### What the task asks
Search the data for "that" and copy every matching line.

### Supplied data

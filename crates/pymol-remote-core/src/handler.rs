//! JSON-RPC request handlers.

use crate::interpreter::{Interpreter, SharedInterpreter};
use crate::protocol::{codes, CallArgs, RpcRequest, RpcResponse};
use crate::registry::{ProcedureKind, Registry, SIGNATURE_NOT_SUPPORTED};
use crate::state::{self, StateBlob};
use crate::{PymolRemoteError, Result};
use axum::extract::rejection::JsonRejection;
use axum::{extract::State, http::StatusCode, response::IntoResponse, Json};
use serde_json::{json, Value};
use std::path::PathBuf;
use std::sync::Arc;
use tracing::{debug, error, warn};

/// Everything a request needs, shared by all handlers.
pub struct ServerContext {
    /// Immutable after start.
    pub registry: Arc<Registry>,
    /// Held for the whole invocation of any procedure that reaches the host.
    pub interpreter: SharedInterpreter,
    /// Directory for state-transfer temp files.
    pub temp_dir: Option<PathBuf>,
}

// ============================================================================
// HTTP endpoints
// ============================================================================

/// Health check endpoint.
pub async fn handle_health() -> impl IntoResponse {
    Json(json!({"status": "ok"}))
}

/// Main JSON-RPC handler.
///
/// Bodies that are not a JSON-RPC request still get a JSON-RPC error back:
/// `-32700` for malformed JSON, `-32600` for anything else.
pub async fn handle_rpc(
    State(ctx): State<Arc<ServerContext>>,
    request: std::result::Result<Json<RpcRequest>, JsonRejection>,
) -> impl IntoResponse {
    let request = match request {
        Ok(Json(request)) => request,
        Err(rejection) => {
            let code = match rejection {
                JsonRejection::JsonSyntaxError(_) => codes::PARSE_ERROR,
                _ => codes::INVALID_REQUEST,
            };
            warn!("Rejected RPC body ({}): {}", code, rejection.body_text());
            return (
                StatusCode::OK,
                Json(RpcResponse::error(None, code, rejection.body_text())),
            );
        }
    };

    let RpcRequest {
        method, params, id, ..
    } = request;

    debug!("RPC call: {}({:?})", method, params);

    let dispatch_ctx = ctx.clone();
    let dispatch_method = method.clone();
    let result = tokio::task::spawn_blocking(move || {
        dispatch(&dispatch_ctx, &dispatch_method, params)
    })
    .await
    .unwrap_or_else(|e| {
        Err(PymolRemoteError::Host {
            command: method.clone(),
            message: format!("procedure panicked: {e}"),
        })
    });

    match result {
        Ok(value) => (StatusCode::OK, Json(RpcResponse::success(id, value))),
        Err(e) => {
            match &e {
                PymolRemoteError::InvalidParams { .. } => debug!("RPC rejected {}: {}", method, e),
                PymolRemoteError::Host { .. } => warn!("RPC error for {}: {}", method, e),
                _ => error!("RPC error for {}: {}", method, e),
            }
            let code = e.to_rpc_error_code();
            (
                StatusCode::OK,
                Json(RpcResponse::error(id, code, e.to_string())),
            )
        }
    }
}

// ============================================================================
// Method dispatcher
// ============================================================================

/// Dispatch one call to its registered procedure.
///
/// Blocking: anything touching the host runs under the interpreter lock.
pub fn dispatch(ctx: &ServerContext, method: &str, params: Option<Value>) -> Result<Value> {
    let procedure = ctx
        .registry
        .get(method)
        .ok_or_else(|| PymolRemoteError::MethodNotFound {
            method: method.to_string(),
        })?;
    let args = procedure.adapter.unpack(method, params)?;

    match procedure.kind {
        ProcedureKind::Native => with_interpreter(ctx, |host| host.invoke(method, &args)),

        ProcedureKind::IsAlive => {
            args.bind(method, &[])?;
            Ok(json!(true))
        }

        ProcedureKind::GetState => {
            let slots = args.bind(method, &["selection", "state", "format"])?;
            let selection = str_arg(method, "selection", slots[0])?.unwrap_or("(all)");
            let state = i64_arg(method, "state", slots[1])?.unwrap_or(-1);
            let format = str_arg(method, "format", slots[2])?.unwrap_or("pdb");

            let blob = with_interpreter(ctx, |host| {
                state::get_state(host, ctx.temp_dir.as_deref(), selection, state, format)
            })?;
            Ok(serde_json::to_value(blob)?)
        }

        ProcedureKind::SetState => {
            let slots = args.bind(method, &["buffer", "object", "state", "format"])?;
            let buffer: StateBlob = match slots[0] {
                Some(value) => serde_json::from_value(value.clone()).map_err(|e| {
                    PymolRemoteError::invalid_params(method, format!("invalid buffer: {e}"))
                })?,
                None => {
                    return Err(PymolRemoteError::invalid_params(
                        method,
                        "missing required argument 'buffer'",
                    ))
                }
            };
            let object = str_arg(method, "object", slots[1])?.unwrap_or("");
            let state = i64_arg(method, "state", slots[2])?.unwrap_or(0);
            let format = str_arg(method, "format", slots[3])?.unwrap_or("pse");

            with_interpreter(ctx, |host| {
                state::set_state(host, ctx.temp_dir.as_deref(), &buffer, object, state, format)
            })?;
            Ok(Value::Null)
        }

        ProcedureKind::Help => {
            let slots = args.bind(method, &["command"])?;
            let command = str_arg(method, "command", slots[0])?;
            Ok(ctx.registry.help(command))
        }

        ProcedureKind::ListMethods => {
            args.bind(method, &[])?;
            Ok(json!(ctx.registry.names().collect::<Vec<_>>()))
        }

        ProcedureKind::MethodHelp => {
            let name = required_method_name(method, &args)?;
            let doc = ctx
                .registry
                .get(name)
                .map(|p| p.doc.clone())
                .unwrap_or_default();
            Ok(Value::String(doc))
        }

        ProcedureKind::MethodSignature => {
            let name = required_method_name(method, &args)?;
            let signature = ctx
                .registry
                .get(name)
                .and_then(|p| p.signature.clone())
                .unwrap_or_else(|| SIGNATURE_NOT_SUPPORTED.to_string());
            Ok(Value::String(signature))
        }
    }
}

/// Run `f` with exclusive access to the host interpreter.
fn with_interpreter<T>(
    ctx: &ServerContext,
    f: impl FnOnce(&mut dyn Interpreter) -> Result<T>,
) -> Result<T> {
    let mut guard = ctx
        .interpreter
        .lock()
        .map_err(|_| PymolRemoteError::Host {
            command: "<interpreter>".to_string(),
            message: "interpreter lock poisoned by an earlier panic".to_string(),
        })?;
    f(guard.as_mut())
}

// ============================================================================
// Parameter extraction helpers
// ============================================================================

/// Optional string argument; `null` counts as absent.
fn str_arg<'a>(method: &str, name: &str, value: Option<&'a Value>) -> Result<Option<&'a str>> {
    match value {
        None | Some(Value::Null) => Ok(None),
        Some(Value::String(s)) => Ok(Some(s)),
        Some(other) => Err(PymolRemoteError::invalid_params(
            method,
            format!("argument '{name}' must be a string, got {other}"),
        )),
    }
}

/// Optional integer argument; `null` counts as absent.
fn i64_arg(method: &str, name: &str, value: Option<&Value>) -> Result<Option<i64>> {
    match value {
        None | Some(Value::Null) => Ok(None),
        Some(v) => v.as_i64().map(Some).ok_or_else(|| {
            PymolRemoteError::invalid_params(
                method,
                format!("argument '{name}' must be an integer, got {v}"),
            )
        }),
    }
}

fn required_method_name<'a>(method: &str, args: &'a CallArgs) -> Result<&'a str> {
    let slots = args.bind(method, &["method_name"])?;
    str_arg(method, "method_name", slots[0])?.ok_or_else(|| {
        PymolRemoteError::invalid_params(method, "missing required argument 'method_name'")
    })
}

### Answer to the exercise
    /// Held for the whole invocation of any procedure that reaches the host.
/// Bodies that are not a JSON-RPC request still get a JSON-RPC error back:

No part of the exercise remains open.